Sie haben also, liebe Kolleginnen und Kollegen der Bündnisgrünen meinen Äußerungen sicher entnommen, dass Ihr Antrag durchaus auf Wohlwollen in meiner Fraktion trifft. Gleich allerdings vorab muss ich bemerken, über dieses vorliegende Thema gibt es keine Regelung im Koalitionsvertrag.

(Unruhe DIE LINKE)

Wir werden uns deshalb innerhalb der Koalition hierzu verständigen und dann sehen wir mal weiter. Vorab beantrage ich ähnlich wie meine Vorredner die Überweisung des Antrags an den Innenausschuss als federführendes Gremium und mitberatend an den Ausschuss für Justiz, Bundes- und Europaangelegenheiten. Frau Siegesmund, der Presse durfte ich entnehmen, dass Sie sinngemäß sagten, vielleicht passiert ja heute ein Wunder und der Landtag redet zumindest sachlich über diesen Antrag. Ich bin zwar nicht der Mann, der Wunder macht, aber ich hoffe zumindest mit meinen Ausführungen bei Ihnen ein Gefühl der Zuversicht und Freude geweckt zu haben. Ich danke Ihnen.

(Beifall DIE LINKE, SPD)

Herr Hey, gestatten Sie noch eine Frage?

Sie erwähnten eben interessanterweise den Beschluss des Deutschen Bundestags von 1970. Ist Ihnen noch in Erinnerung, welche Koalition damals die Regierung getragen hat und welche den Beschluss gefasst hat?
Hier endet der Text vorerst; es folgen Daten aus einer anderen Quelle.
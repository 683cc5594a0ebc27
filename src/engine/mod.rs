//! Engine performance tables keyed by rating and output quantity.
//!
//! Every table is a [`Grid`](crate::Grid) over the four canonical flight
//! condition axes, in [`Axis`] order. Which of them are actually interpolated
//! depends on the data.

use std::fmt;

pub mod deck;

pub use deck::{EngineDeck, EngineDeckBuilder};

/// Canonical flight condition axes, in the column order tables are given in.
#[derive(Debug, Clone, Copy, PartialEq, Eq, PartialOrd, Ord, Hash)]
pub enum Axis {
    Altitude,
    Mach,
    DeltaTemperature,
    Throttle,
}

impl Axis {
    pub const COUNT: usize = 4;
    pub const ALL: [Axis; Axis::COUNT] = [
        Axis::Altitude,
        Axis::Mach,
        Axis::DeltaTemperature,
        Axis::Throttle,
    ];

    /// Column index of this axis.
    pub fn index(self) -> usize {
        self as usize
    }
}

/// Engine rating, the operating regime a table was measured for.
#[derive(Debug, Clone, Copy, PartialEq, Eq, PartialOrd, Ord, Hash)]
pub enum Rating {
    TakeOff,
    /// Automatic power reserve
    Apr,
    Climb,
    /// Maximum continuous
    Continuous,
    Cruise,
    FlightIdle,
    GroundIdle,
}

impl Rating {
    pub const ALL: [Rating; 7] = [
        Rating::TakeOff,
        Rating::Apr,
        Rating::Climb,
        Rating::Continuous,
        Rating::Cruise,
        Rating::FlightIdle,
        Rating::GroundIdle,
    ];
}

impl fmt::Display for Rating {
    fn fmt(&self, f: &mut fmt::Formatter<'_>) -> fmt::Result {
        let name = match self {
            Rating::TakeOff => "take-off",
            Rating::Apr => "APR",
            Rating::Climb => "climb",
            Rating::Continuous => "continuous",
            Rating::Cruise => "cruise",
            Rating::FlightIdle => "flight idle",
            Rating::GroundIdle => "ground idle",
        };
        f.write_str(name)
    }
}

#[derive(Debug, Clone, Copy, PartialEq, Eq, PartialOrd, Ord, Hash)]
pub enum Pollutant {
    NOx,
    CO,
    HC,
    Soot,
    CO2,
    SOx,
    H2O,
}

impl fmt::Display for Pollutant {
    fn fmt(&self, f: &mut fmt::Formatter<'_>) -> fmt::Result {
        let name = match self {
            Pollutant::NOx => "NOx",
            Pollutant::CO => "CO",
            Pollutant::HC => "HC",
            Pollutant::Soot => "soot",
            Pollutant::CO2 => "CO2",
            Pollutant::SOx => "SOx",
            Pollutant::H2O => "H2O",
        };
        f.write_str(name)
    }
}

/// Tabulated output quantity.
#[derive(Debug, Clone, Copy, PartialEq, Eq, PartialOrd, Ord, Hash)]
pub enum Quantity {
    /// Thrust over sea-level static thrust
    ThrustRatio,
    /// Specific fuel consumption
    Sfc,
    EmissionIndex(Pollutant),
}

impl fmt::Display for Quantity {
    fn fmt(&self, f: &mut fmt::Formatter<'_>) -> fmt::Result {
        match self {
            Quantity::ThrustRatio => f.write_str("thrust ratio"),
            Quantity::Sfc => f.write_str("SFC"),
            Quantity::EmissionIndex(p) => write!(f, "{p} emission index"),
        }
    }
}

/// A flight condition to look tables up at. Units are whatever the tables
/// were loaded in; nothing is converted here.
#[derive(Debug, Clone, Copy, PartialEq, Default)]
pub struct FlightPoint {
    pub altitude: f64,
    pub mach: f64,
    pub delta_temperature: f64,
    pub throttle: f64,
}

impl FlightPoint {
    /// Flight point from coordinates in canonical axis order.
    pub fn new(altitude: f64, mach: f64, delta_temperature: f64, throttle: f64) -> Self {
        Self {
            altitude,
            mach,
            delta_temperature,
            throttle,
        }
    }

    /// Coordinate along one axis.
    pub fn get(&self, axis: Axis) -> f64 {
        match axis {
            Axis::Altitude => self.altitude,
            Axis::Mach => self.mach,
            Axis::DeltaTemperature => self.delta_temperature,
            Axis::Throttle => self.throttle,
        }
    }

    /// Coordinates in canonical axis order.
    pub fn to_array(&self) -> [f64; Axis::COUNT] {
        Axis::ALL.map(|a| self.get(a))
    }
}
Darf ich zurückfragen, welchen Hintergrund diese Frage besitzt?

Ich muss Sie darauf hinweisen, dass Sie jetzt keinen Schlagabtausch führen dürfen.

Ja, aber eine Nachfrage wird ja erlaubt sein.

Sie können es ja dann notfalls nachlesen, aber es gab heute im Rahmen der Debatte einige Hinweise auf ein mögliches Abstimmungsverhalten bestimmter Fraktionen hier im Hause, deswegen würde es mich interessieren, ob Sie das auch recherchiert haben.

Ja, und möglicherweise können wir mit dem ähnlichen Ergebnis dann hier vielleicht auch in ein paar Monaten rechnen.

(Beifall SPD)

Vielen herzlichen Dank, Herr Hey. Das Wort hat jetzt Abgeordneter Bergner für die FDP-Fraktion.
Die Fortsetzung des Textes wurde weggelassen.